The changes introduced within E2B(R3) are not solely technical; they have a significant impact on the overall pharmacovigilance processes. In this post, we look at some of the regulatory changes specifically called out by the EMA.
The Changes in Pharmacovigilance SOPs
The Causality Assessment will be split up into three fields:
- source (Who assessed causality, e.g., reporter, patient, company),
- the method and
- the result
For SUSARs, providing a causality assessment will be mandatory, and the EMA will accept only two results: “Reasonable Possibility” and “No Reasonable Possibility.” Causality assessments are also strongly recommended for post-authorization reports to support further pharmacovigilance activities like signal detection.
Organizations can submit Amendment Reports if case information has been changed but no new information has been received (e.g., change in evaluation). Amendments can be used for sending Data Corrections or providing literature articles. The EMA will monitor the submission of Amendment Reports to prevent misuse by companies.
E2B(R3) will provide the ability to embed files into the E2B message. The EMA emphasizes that attachments should be sent only in special circumstances, e.g., if the attachment is vital to understanding the case or providing the literature article.

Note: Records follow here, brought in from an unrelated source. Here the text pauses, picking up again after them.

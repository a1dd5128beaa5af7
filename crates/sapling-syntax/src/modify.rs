//! Copy-on-write edits.
//!
//! An edit builds one new green node for the edited node and one per
//! ancestor; every other green node of the old tree is reused as is. The old
//! tree is left untouched, so handles into it stay readable.

use tracing::{debug, trace};

use crate::factory::{self, check_slot};
use crate::{
    GreenNode, GreenSlot, GreenToken, Slot, SlotError, SlotSpec, SyntaxKind, SyntaxNode,
    SyntaxToken,
};

/// Staged replacements for the slots of one node, committed by [`apply`] in
/// a single rebuild.
///
/// [`apply`]: NodeModifier::apply
#[derive(Debug)]
pub struct NodeModifier {
    node: SyntaxNode,
    slots: Vec<GreenSlot>,
}

impl NodeModifier {
    pub fn new(node: SyntaxNode) -> Self {
        let slots = node.green().to_slots();
        Self { node, slots }
    }

    pub fn node(&self) -> &SyntaxNode {
        &self.node
    }

    /// Stages `value` for slot `index`.
    pub fn set(
        &mut self,
        index: usize,
        value: impl Into<GreenSlot>,
    ) -> Result<&mut Self, SlotError> {
        let value = value.into();
        let kind = self.node.kind();
        let spec = self.spec(index)?;
        check_slot(kind, spec, &value)?;
        self.slots[index] = value;
        Ok(self)
    }

    /// Inserts `element` before position `index` of a list.
    pub fn insert(&mut self, index: usize, element: GreenNode) -> Result<&mut Self, SlotError> {
        let element = Slot::Node(element);
        let spec = self.list_element_spec()?;
        if index > self.slots.len() {
            return Err(SlotError::SlotOutOfRange {
                kind: SyntaxKind::LIST,
                index,
                len: self.slots.len(),
            });
        }
        check_slot(SyntaxKind::LIST, spec, &element)?;
        self.slots.insert(index, element);
        Ok(self)
    }

    pub fn push(&mut self, element: GreenNode) -> Result<&mut Self, SlotError> {
        self.insert(self.slots.len(), element)
    }

    /// Removes position `index` of a list.
    pub fn remove(&mut self, index: usize) -> Result<&mut Self, SlotError> {
        self.list_element_spec()?;
        if index >= self.slots.len() {
            return Err(SlotError::SlotOutOfRange {
                kind: SyntaxKind::LIST,
                index,
                len: self.slots.len(),
            });
        }
        self.slots.remove(index);
        Ok(self)
    }

    /// Commits the staged replacements and returns the edited node in the
    /// new tree.
    ///
    /// When every staged value is the very same allocation as the current
    /// one, nothing is built and the original handle is returned. Value-equal
    /// but distinct allocations still count as an edit.
    pub fn apply(self) -> SyntaxNode {
        let green = self.node.green();
        let unchanged = green.slot_count() == self.slots.len()
            && green.slots().zip(&self.slots).all(|(old, new)| old.ptr_eq(new));
        if unchanged {
            trace!(kind = ?self.node.kind(), "edit is a no-op");
            return self.node;
        }

        let new_green = factory::create_node(self.node.kind(), self.slots);
        self.node.replace_green(new_green)
    }

    fn spec(&self, index: usize) -> Result<SlotSpec, SlotError> {
        let kind = self.node.kind();
        if kind == SyntaxKind::LIST {
            if index >= self.slots.len() {
                return Err(SlotError::SlotOutOfRange { kind, index, len: self.slots.len() });
            }
            return self.list_element_spec();
        }
        kind.slots().get(index).copied().ok_or(SlotError::SlotOutOfRange {
            kind,
            index,
            len: self.slots.len(),
        })
    }

    /// The element layout of this list, taken from the slot that holds it.
    fn list_element_spec(&self) -> Result<SlotSpec, SlotError> {
        let kind = self.node.kind();
        if kind != SyntaxKind::LIST {
            return Err(SlotError::NotAList { kind });
        }
        let holder = self
            .node
            .parent()
            .zip(self.node.slot_index())
            .and_then(|(parent, index)| parent.kind().slots().get(index))
            .and_then(|spec| spec.list_element());
        Ok(holder.unwrap_or(SlotSpec::ANY_LIST_ELEMENT))
    }
}

impl SyntaxNode {
    /// Starts a staged edit of this node's slots.
    pub fn modify(&self) -> NodeModifier {
        NodeModifier::new(self.clone())
    }

    pub fn replace_slot(
        &self,
        index: usize,
        value: impl Into<GreenSlot>,
    ) -> Result<Self, SlotError> {
        let mut modifier = self.modify();
        modifier.set(index, value)?;
        Ok(modifier.apply())
    }

    /// Replaces several slots with one rebuild. Later edits of the same slot
    /// win.
    pub fn replace_slots(
        &self,
        edits: impl IntoIterator<Item = (usize, GreenSlot)>,
    ) -> Result<Self, SlotError> {
        let mut modifier = self.modify();
        for (index, value) in edits {
            modifier.set(index, value)?;
        }
        Ok(modifier.apply())
    }

    /// Replaces this whole node with `green`, which must fit the slot this
    /// node occupies. Returns the replacement's handle in the new tree.
    pub fn replace_with(&self, green: GreenNode) -> Result<Self, SlotError> {
        if green.ptr_eq(self.green()) {
            trace!(kind = ?self.kind(), "edit is a no-op");
            return Ok(self.clone());
        }
        match self.parent().zip(self.slot_index()) {
            None => Ok(Self::new_root(green)),
            Some((parent, index)) => {
                let new_parent = parent.replace_slot(index, green)?;
                Ok(new_parent.child_node(index).expect("replaced slot holds a node"))
            }
        }
    }

    /// Swaps in `green` for this node's green node, rebuilding every
    /// ancestor up to the root.
    pub(crate) fn replace_green(&self, green: GreenNode) -> Self {
        let mut path = Vec::new();
        let mut new_green = green;
        let mut node = self;

        while let Some((parent, index)) = node.parent().zip(node.slot_index()) {
            let mut slots = parent.green().to_slots();
            slots[index] = Slot::Node(new_green);
            new_green = factory::create_node(parent.kind(), slots);
            trace!(kind = ?parent.kind(), slot = index, "rebuilt spine node");

            path.push(index);
            node = parent;
        }

        debug!(kind = ?self.kind(), spine = path.len(), "replaced subtree");

        let mut result = Self::new_root(new_green);
        for &index in path.iter().rev() {
            result = result.child_node(index).expect("spine slot holds a node");
        }
        result
    }
}

impl SyntaxToken {
    /// Replaces this token with `green`. Returns the replacement's handle in
    /// the new tree.
    pub fn replace_with(&self, green: GreenToken) -> Result<Self, SlotError> {
        if green.ptr_eq(self.green()) {
            trace!(kind = ?self.kind(), "edit is a no-op");
            return Ok(self.clone());
        }
        match self.parent().zip(self.slot_index()) {
            None => Ok(Self::new_detached(green)),
            Some((parent, index)) => {
                let new_parent = parent.replace_slot(index, green)?;
                Ok(new_parent.child_token(index).expect("replaced slot holds a token"))
            }
        }
    }
}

With E2B(R3), companies need to provide null flavors to express more details on why information is not submitted. These null flavors depend on the information and range from ASKU (Asked, but unknown) to MASK (not provided due to data privacy). Companies need to define in their SOPs when and how these null flavors should be used. This becomes challenging as FDA and EMA will have different requirements on the information where null flavors should be provided.
Business Preparation for E2B(R3)
The new standard will also affect daily pharmacovigilance activities and have an impact on processes as well as on the respective documents like SOPs, working instructions, and, last but not least, the PSMF. All the documents must be revised and adopted. Based on that also, training is required. Staff members at headquarters and local safety offices who input, process, and track pharmacovigilance data should understand the new regulation. The EMA recommends that training should be planned for all MAH staff and that this should include sessions covering both new business processes as well as any new IT systems. This training should be completed at least six months prior to implementation in order to be ready once the new EudraVigilance system becomes effective.